RECORDS TO PROCESS Start Marker
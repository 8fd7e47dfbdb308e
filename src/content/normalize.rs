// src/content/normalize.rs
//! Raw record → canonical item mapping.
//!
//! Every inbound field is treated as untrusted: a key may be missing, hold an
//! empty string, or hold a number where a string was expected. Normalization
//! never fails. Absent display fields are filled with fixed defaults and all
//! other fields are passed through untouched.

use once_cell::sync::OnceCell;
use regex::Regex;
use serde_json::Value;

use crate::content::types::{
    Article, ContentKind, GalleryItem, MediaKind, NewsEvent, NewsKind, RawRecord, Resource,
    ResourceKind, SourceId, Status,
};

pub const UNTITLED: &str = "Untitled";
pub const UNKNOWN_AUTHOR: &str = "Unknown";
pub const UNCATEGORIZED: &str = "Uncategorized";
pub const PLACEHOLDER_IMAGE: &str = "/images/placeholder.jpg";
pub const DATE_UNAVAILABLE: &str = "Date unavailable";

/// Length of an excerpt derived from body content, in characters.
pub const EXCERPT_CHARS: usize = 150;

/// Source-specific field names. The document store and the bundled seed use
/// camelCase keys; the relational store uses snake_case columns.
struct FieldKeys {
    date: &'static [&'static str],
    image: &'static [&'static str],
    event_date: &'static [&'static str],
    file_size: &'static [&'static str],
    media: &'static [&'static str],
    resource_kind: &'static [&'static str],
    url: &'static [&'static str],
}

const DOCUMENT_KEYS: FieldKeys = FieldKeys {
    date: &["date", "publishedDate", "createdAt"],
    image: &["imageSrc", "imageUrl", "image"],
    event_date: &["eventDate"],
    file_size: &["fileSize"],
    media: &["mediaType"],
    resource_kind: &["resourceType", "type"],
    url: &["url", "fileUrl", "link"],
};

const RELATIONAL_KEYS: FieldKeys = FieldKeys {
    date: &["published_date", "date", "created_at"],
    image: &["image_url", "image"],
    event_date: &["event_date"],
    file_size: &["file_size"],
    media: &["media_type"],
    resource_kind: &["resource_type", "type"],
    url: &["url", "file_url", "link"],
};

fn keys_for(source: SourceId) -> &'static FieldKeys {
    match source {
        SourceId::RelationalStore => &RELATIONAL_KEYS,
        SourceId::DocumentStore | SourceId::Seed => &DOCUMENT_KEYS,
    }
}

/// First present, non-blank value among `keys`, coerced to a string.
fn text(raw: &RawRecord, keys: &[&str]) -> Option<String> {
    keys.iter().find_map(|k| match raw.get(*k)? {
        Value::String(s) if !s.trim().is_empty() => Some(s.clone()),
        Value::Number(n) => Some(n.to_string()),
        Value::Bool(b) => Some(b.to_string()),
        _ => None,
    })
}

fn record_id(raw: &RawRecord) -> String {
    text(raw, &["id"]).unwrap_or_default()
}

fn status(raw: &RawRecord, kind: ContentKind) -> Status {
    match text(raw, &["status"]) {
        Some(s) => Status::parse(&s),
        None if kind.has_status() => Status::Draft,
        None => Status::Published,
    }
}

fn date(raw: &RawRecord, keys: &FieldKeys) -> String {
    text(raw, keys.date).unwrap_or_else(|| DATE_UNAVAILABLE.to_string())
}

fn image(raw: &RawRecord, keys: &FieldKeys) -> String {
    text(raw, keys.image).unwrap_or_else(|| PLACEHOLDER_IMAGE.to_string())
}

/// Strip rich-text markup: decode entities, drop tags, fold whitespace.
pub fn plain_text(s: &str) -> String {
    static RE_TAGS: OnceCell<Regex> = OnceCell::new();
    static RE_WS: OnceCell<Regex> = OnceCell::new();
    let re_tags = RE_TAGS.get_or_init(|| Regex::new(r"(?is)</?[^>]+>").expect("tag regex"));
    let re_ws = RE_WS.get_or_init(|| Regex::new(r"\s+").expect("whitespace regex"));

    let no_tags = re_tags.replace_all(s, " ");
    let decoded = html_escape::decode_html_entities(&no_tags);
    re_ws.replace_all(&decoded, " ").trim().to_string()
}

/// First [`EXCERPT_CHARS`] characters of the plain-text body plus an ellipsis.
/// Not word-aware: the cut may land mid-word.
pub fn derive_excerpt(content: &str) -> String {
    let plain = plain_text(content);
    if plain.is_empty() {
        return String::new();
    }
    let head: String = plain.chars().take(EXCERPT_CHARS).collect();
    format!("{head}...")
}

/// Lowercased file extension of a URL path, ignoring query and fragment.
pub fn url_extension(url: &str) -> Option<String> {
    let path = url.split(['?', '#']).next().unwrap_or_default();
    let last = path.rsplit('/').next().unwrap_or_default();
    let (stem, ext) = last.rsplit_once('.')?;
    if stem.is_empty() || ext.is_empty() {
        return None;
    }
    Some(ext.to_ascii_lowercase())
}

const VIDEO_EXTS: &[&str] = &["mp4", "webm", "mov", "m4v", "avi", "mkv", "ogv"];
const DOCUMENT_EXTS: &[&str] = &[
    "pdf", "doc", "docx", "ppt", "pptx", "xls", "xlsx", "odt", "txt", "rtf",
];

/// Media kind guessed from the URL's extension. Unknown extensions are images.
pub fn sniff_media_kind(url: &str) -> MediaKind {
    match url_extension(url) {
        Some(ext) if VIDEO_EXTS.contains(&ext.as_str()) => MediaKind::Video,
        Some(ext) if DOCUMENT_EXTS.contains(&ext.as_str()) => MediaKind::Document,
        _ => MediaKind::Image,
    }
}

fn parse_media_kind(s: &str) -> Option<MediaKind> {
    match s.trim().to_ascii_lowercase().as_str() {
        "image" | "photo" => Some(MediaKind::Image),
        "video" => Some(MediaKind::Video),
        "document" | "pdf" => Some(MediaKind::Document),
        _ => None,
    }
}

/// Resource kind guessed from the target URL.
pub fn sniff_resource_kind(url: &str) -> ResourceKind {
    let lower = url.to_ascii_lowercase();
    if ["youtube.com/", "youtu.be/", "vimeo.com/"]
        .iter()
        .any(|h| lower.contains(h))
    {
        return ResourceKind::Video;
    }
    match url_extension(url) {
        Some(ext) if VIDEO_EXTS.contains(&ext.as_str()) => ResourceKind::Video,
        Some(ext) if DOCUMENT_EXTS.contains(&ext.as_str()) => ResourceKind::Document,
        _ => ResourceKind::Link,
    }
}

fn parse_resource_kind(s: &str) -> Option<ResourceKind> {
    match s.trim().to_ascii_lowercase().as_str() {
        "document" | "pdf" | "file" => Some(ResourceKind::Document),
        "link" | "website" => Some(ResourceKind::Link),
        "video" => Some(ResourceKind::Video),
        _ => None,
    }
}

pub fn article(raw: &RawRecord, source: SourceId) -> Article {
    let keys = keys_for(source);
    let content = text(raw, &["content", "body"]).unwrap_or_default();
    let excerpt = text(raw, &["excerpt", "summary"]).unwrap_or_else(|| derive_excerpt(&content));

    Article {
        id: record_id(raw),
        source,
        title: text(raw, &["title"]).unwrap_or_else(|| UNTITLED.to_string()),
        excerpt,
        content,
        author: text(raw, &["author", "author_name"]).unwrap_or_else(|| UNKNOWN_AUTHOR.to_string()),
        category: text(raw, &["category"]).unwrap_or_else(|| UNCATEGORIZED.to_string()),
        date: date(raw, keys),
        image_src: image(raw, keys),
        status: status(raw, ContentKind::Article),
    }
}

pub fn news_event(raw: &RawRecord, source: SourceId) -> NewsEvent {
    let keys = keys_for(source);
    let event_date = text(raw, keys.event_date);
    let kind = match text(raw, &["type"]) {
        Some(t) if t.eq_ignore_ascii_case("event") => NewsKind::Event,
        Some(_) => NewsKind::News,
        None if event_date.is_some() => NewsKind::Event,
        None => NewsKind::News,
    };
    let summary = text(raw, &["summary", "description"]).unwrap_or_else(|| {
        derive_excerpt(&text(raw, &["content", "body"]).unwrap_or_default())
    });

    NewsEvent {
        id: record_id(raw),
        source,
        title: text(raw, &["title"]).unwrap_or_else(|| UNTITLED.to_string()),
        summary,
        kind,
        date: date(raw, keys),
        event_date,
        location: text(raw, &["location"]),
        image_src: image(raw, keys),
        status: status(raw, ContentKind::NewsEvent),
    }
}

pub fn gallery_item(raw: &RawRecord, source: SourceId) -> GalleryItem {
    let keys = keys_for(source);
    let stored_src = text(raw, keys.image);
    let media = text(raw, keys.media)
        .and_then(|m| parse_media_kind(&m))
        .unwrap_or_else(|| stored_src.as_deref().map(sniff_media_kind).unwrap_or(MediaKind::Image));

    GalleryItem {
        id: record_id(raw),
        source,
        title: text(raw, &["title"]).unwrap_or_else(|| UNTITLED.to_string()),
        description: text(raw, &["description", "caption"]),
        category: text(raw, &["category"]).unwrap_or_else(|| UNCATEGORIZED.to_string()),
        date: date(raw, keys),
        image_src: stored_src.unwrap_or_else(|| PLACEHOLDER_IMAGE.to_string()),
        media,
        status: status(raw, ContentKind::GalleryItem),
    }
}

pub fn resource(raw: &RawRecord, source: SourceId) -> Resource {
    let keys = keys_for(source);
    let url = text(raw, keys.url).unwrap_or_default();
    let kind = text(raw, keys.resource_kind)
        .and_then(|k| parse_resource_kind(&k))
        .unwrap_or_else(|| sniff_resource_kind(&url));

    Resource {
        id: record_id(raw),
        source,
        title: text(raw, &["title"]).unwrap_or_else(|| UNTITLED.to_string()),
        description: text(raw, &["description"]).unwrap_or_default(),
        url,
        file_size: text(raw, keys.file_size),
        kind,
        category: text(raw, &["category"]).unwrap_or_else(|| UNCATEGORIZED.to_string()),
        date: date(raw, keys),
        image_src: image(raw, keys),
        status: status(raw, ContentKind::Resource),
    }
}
RECORDS TO PROCESS End Marker
PROBLEM STATEMENT. Scan the material above and copy every line that holds the string "MediaKind".

EXERCISE ANSWER.
    Article, ContentKind, GalleryItem, MediaKind, NewsEvent, NewsKind, RawRecord, Resource,
pub fn sniff_media_kind(url: &str) -> MediaKind {
        Some(ext) if VIDEO_EXTS.contains(&ext.as_str()) => MediaKind::Video,
        Some(ext) if DOCUMENT_EXTS.contains(&ext.as_str()) => MediaKind::Document,
        _ => MediaKind::Image,
fn parse_media_kind(s: &str) -> Option<MediaKind> {
        "image" | "photo" => Some(MediaKind::Image),
        "video" => Some(MediaKind::Video),
        "document" | "pdf" => Some(MediaKind::Document),
        .unwrap_or_else(|| stored_src.as_deref().map(sniff_media_kind).unwrap_or(MediaKind::Image));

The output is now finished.